* _TASK GOAL_
Keeping every word and mark, copy all of the data.

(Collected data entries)
--- START ---

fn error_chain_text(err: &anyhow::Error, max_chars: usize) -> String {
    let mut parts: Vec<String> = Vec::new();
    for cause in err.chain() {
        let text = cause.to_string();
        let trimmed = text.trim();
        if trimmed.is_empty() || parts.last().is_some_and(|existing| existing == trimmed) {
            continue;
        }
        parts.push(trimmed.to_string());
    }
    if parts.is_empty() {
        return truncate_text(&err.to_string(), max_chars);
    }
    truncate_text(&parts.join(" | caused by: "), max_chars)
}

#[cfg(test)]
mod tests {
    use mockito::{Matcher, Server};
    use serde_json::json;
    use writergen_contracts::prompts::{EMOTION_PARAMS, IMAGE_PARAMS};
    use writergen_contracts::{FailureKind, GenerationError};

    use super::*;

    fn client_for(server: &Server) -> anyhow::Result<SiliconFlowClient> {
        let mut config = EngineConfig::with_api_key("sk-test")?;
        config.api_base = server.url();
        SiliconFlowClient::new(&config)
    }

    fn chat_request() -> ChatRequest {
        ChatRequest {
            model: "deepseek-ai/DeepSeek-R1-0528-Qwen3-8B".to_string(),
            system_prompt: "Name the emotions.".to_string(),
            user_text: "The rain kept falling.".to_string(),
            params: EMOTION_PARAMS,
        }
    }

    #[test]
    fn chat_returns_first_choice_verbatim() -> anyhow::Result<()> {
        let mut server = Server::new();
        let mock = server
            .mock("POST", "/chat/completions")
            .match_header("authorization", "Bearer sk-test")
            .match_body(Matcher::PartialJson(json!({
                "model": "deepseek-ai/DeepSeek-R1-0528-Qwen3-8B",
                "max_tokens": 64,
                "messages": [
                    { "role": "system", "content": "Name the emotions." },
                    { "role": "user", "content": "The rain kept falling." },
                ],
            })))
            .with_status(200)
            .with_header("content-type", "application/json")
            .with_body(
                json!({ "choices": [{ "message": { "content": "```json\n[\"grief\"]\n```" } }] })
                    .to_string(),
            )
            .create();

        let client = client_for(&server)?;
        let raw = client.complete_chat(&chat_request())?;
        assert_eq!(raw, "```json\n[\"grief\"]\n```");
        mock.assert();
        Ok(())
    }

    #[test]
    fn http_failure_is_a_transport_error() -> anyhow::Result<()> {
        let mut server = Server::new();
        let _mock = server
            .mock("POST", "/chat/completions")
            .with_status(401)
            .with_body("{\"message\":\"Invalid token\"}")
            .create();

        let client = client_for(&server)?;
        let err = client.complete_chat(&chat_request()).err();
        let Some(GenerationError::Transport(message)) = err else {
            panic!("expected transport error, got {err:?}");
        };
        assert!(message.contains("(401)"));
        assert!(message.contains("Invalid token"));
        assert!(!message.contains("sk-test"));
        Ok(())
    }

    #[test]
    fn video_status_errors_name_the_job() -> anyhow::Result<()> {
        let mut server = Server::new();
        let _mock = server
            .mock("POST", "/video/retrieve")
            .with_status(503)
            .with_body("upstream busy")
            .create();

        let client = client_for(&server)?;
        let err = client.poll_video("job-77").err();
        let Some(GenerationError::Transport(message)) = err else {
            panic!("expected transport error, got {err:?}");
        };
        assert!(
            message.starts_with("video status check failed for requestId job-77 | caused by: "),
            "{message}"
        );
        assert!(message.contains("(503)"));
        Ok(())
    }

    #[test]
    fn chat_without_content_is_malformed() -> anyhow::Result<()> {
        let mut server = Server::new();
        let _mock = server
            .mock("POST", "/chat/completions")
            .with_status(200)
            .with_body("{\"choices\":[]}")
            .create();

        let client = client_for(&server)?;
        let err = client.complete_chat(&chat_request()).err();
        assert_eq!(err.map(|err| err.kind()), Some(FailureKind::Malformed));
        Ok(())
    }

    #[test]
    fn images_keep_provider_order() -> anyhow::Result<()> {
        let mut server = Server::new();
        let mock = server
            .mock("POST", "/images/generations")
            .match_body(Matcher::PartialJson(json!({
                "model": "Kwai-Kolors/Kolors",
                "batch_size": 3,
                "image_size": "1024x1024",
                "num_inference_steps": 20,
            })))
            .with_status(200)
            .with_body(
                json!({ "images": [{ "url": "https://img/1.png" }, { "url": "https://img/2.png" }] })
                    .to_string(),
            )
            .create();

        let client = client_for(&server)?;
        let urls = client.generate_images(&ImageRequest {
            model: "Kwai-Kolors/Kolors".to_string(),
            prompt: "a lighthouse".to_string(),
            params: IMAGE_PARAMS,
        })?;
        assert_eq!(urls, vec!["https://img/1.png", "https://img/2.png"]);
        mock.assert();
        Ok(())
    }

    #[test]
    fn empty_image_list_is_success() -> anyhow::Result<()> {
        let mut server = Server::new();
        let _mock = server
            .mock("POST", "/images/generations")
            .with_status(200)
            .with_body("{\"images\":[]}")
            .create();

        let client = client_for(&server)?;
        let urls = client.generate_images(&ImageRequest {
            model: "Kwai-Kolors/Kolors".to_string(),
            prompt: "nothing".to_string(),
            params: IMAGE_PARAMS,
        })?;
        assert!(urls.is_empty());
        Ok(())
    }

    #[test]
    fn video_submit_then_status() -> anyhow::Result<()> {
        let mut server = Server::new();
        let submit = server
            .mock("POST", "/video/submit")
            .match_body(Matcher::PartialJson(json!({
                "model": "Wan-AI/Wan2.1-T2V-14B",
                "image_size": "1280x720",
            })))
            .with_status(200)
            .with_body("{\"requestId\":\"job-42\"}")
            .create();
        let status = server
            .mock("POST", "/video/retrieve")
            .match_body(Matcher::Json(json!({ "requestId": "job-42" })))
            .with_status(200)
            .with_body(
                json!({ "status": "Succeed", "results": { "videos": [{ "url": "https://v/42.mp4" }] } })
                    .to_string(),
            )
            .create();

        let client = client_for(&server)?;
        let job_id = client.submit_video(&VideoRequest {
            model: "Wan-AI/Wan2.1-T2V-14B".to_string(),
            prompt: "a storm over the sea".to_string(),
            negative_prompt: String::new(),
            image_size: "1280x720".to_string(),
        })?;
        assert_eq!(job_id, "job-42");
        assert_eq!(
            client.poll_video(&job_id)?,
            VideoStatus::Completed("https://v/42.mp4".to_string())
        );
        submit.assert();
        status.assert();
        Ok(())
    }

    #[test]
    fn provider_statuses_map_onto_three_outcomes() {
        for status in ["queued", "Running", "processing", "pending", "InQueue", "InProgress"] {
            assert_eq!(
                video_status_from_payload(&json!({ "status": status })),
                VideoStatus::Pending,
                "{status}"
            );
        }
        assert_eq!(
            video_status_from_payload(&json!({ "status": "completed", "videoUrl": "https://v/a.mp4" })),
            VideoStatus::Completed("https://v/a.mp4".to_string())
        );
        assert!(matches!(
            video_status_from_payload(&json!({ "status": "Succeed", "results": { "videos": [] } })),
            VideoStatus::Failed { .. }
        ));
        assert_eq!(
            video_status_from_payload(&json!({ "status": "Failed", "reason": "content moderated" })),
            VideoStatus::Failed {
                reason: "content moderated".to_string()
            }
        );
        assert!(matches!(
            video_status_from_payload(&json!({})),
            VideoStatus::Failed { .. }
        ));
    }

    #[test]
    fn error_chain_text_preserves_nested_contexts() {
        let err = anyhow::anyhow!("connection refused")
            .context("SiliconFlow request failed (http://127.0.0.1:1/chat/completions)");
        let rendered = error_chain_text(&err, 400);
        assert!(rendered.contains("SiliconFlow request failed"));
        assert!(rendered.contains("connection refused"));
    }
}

--- END ---

* _ANSWER SECTION_
fn error_chain_text(err: &anyhow::Error, max_chars: usize) -> String {
    let mut parts: Vec<String> = Vec::new();
    for cause in err.chain() {
        let text = cause.to_string();
        let trimmed = text.trim();
        if trimmed.is_empty() || parts.last().is_some_and(|existing| existing == trimmed) {
            continue;
        }
        parts.push(trimmed.to_string());
    }
    if parts.is_empty() {
        return truncate_text(&err.to_string(), max_chars);
    }
    truncate_text(&parts.join(" | caused by: "), max_chars)
}

#[cfg(test)]
mod tests {
    use mockito::{Matcher, Server};
    use serde_json::json;
    use writergen_contracts::prompts::{EMOTION_PARAMS, IMAGE_PARAMS};
    use writergen_contracts::{FailureKind, GenerationError};

    use super::*;

    fn client_for(server: &Server) -> anyhow::Result<SiliconFlowClient> {
        let mut config = EngineConfig::with_api_key("sk-test")?;
        config.api_base = server.url();
        SiliconFlowClient::new(&config)
    }

    fn chat_request() -> ChatRequest {
        ChatRequest {
            model: "deepseek-ai/DeepSeek-R1-0528-Qwen3-8B".to_string(),
            system_prompt: "Name the emotions.".to_string(),
            user_text: "The rain kept falling.".to_string(),
            params: EMOTION_PARAMS,
        }
    }

    #[test]
    fn chat_returns_first_choice_verbatim() -> anyhow::Result<()> {
        let mut server = Server::new();
        let mock = server
            .mock("POST", "/chat/completions")
            .match_header("authorization", "Bearer sk-test")
            .match_body(Matcher::PartialJson(json!({
                "model": "deepseek-ai/DeepSeek-R1-0528-Qwen3-8B",
                "max_tokens": 64,
                "messages": [
                    { "role": "system", "content": "Name the emotions." },
                    { "role": "user", "content": "The rain kept falling." },
                ],
            })))
            .with_status(200)
            .with_header("content-type", "application/json")
            .with_body(
                json!({ "choices": [{ "message": { "content": "```json\n[\"grief\"]\n```" } }] })
                    .to_string(),
            )
            .create();

        let client = client_for(&server)?;
        let raw = client.complete_chat(&chat_request())?;
        assert_eq!(raw, "```json\n[\"grief\"]\n```");
        mock.assert();
        Ok(())
    }

    #[test]
    fn http_failure_is_a_transport_error() -> anyhow::Result<()> {
        let mut server = Server::new();
        let _mock = server
            .mock("POST", "/chat/completions")
            .with_status(401)
            .with_body("{\"message\":\"Invalid token\"}")
            .create();

        let client = client_for(&server)?;
        let err = client.complete_chat(&chat_request()).err();
        let Some(GenerationError::Transport(message)) = err else {
            panic!("expected transport error, got {err:?}");
        };
        assert!(message.contains("(401)"));
        assert!(message.contains("Invalid token"));
        assert!(!message.contains("sk-test"));
        Ok(())
    }

    #[test]
    fn video_status_errors_name_the_job() -> anyhow::Result<()> {
        let mut server = Server::new();
        let _mock = server
            .mock("POST", "/video/retrieve")
            .with_status(503)
            .with_body("upstream busy")
            .create();

        let client = client_for(&server)?;
        let err = client.poll_video("job-77").err();
        let Some(GenerationError::Transport(message)) = err else {
            panic!("expected transport error, got {err:?}");
        };
        assert!(
            message.starts_with("video status check failed for requestId job-77 | caused by: "),
            "{message}"
        );
        assert!(message.contains("(503)"));
        Ok(())
    }

    #[test]
    fn chat_without_content_is_malformed() -> anyhow::Result<()> {
        let mut server = Server::new();
        let _mock = server
            .mock("POST", "/chat/completions")
            .with_status(200)
            .with_body("{\"choices\":[]}")
            .create();

        let client = client_for(&server)?;
        let err = client.complete_chat(&chat_request()).err();
        assert_eq!(err.map(|err| err.kind()), Some(FailureKind::Malformed));
        Ok(())
    }

    #[test]
    fn images_keep_provider_order() -> anyhow::Result<()> {
        let mut server = Server::new();
        let mock = server
            .mock("POST", "/images/generations")
            .match_body(Matcher::PartialJson(json!({
                "model": "Kwai-Kolors/Kolors",
                "batch_size": 3,
                "image_size": "1024x1024",
                "num_inference_steps": 20,
            })))
            .with_status(200)
            .with_body(
                json!({ "images": [{ "url": "https://img/1.png" }, { "url": "https://img/2.png" }] })
                    .to_string(),
            )
            .create();

        let client = client_for(&server)?;
        let urls = client.generate_images(&ImageRequest {
            model: "Kwai-Kolors/Kolors".to_string(),
            prompt: "a lighthouse".to_string(),
            params: IMAGE_PARAMS,
        })?;
        assert_eq!(urls, vec!["https://img/1.png", "https://img/2.png"]);
        mock.assert();
        Ok(())
    }

    #[test]
    fn empty_image_list_is_success() -> anyhow::Result<()> {
        let mut server = Server::new();
        let _mock = server
            .mock("POST", "/images/generations")
            .with_status(200)
            .with_body("{\"images\":[]}")
            .create();

        let client = client_for(&server)?;
        let urls = client.generate_images(&ImageRequest {
            model: "Kwai-Kolors/Kolors".to_string(),
            prompt: "nothing".to_string(),
            params: IMAGE_PARAMS,
        })?;
        assert!(urls.is_empty());
        Ok(())
    }

    #[test]
    fn video_submit_then_status() -> anyhow::Result<()> {
        let mut server = Server::new();
        let submit = server
            .mock("POST", "/video/submit")
            .match_body(Matcher::PartialJson(json!({
                "model": "Wan-AI/Wan2.1-T2V-14B",
                "image_size": "1280x720",
            })))
            .with_status(200)
            .with_body("{\"requestId\":\"job-42\"}")
            .create();
        let status = server
            .mock("POST", "/video/retrieve")
            .match_body(Matcher::Json(json!({ "requestId": "job-42" })))
            .with_status(200)
            .with_body(
                json!({ "status": "Succeed", "results": { "videos": [{ "url": "https://v/42.mp4" }] } })
                    .to_string(),
            )
            .create();

        let client = client_for(&server)?;
        let job_id = client.submit_video(&VideoRequest {
            model: "Wan-AI/Wan2.1-T2V-14B".to_string(),
            prompt: "a storm over the sea".to_string(),
            negative_prompt: String::new(),
            image_size: "1280x720".to_string(),
        })?;
        assert_eq!(job_id, "job-42");
        assert_eq!(
            client.poll_video(&job_id)?,
            VideoStatus::Completed("https://v/42.mp4".to_string())
        );
        submit.assert();
        status.assert();
        Ok(())
    }

    #[test]
    fn provider_statuses_map_onto_three_outcomes() {
        for status in ["queued", "Running", "processing", "pending", "InQueue", "InProgress"] {
            assert_eq!(
                video_status_from_payload(&json!({ "status": status })),
                VideoStatus::Pending,
                "{status}"
            );
        }
        assert_eq!(
            video_status_from_payload(&json!({ "status": "completed", "videoUrl": "https://v/a.mp4" })),
            VideoStatus::Completed("https://v/a.mp4".to_string())
        );
        assert!(matches!(
            video_status_from_payload(&json!({ "status": "Succeed", "results": { "videos": [] } })),
            VideoStatus::Failed { .. }
        ));
        assert_eq!(
            video_status_from_payload(&json!({ "status": "Failed", "reason": "content moderated" })),
            VideoStatus::Failed {
                reason: "content moderated".to_string()
            }
        );
        assert!(matches!(
            video_status_from_payload(&json!({})),
            VideoStatus::Failed { .. }
        ));
    }

    #[test]
    fn error_chain_text_preserves_nested_contexts() {
        let err = anyhow::anyhow!("connection refused")
            .context("SiliconFlow request failed (http://127.0.0.1:1/chat/completions)");
        let rendered = error_chain_text(&err, 400);
        assert!(rendered.contains("SiliconFlow request failed"));
        assert!(rendered.contains("connection refused"));
    }
}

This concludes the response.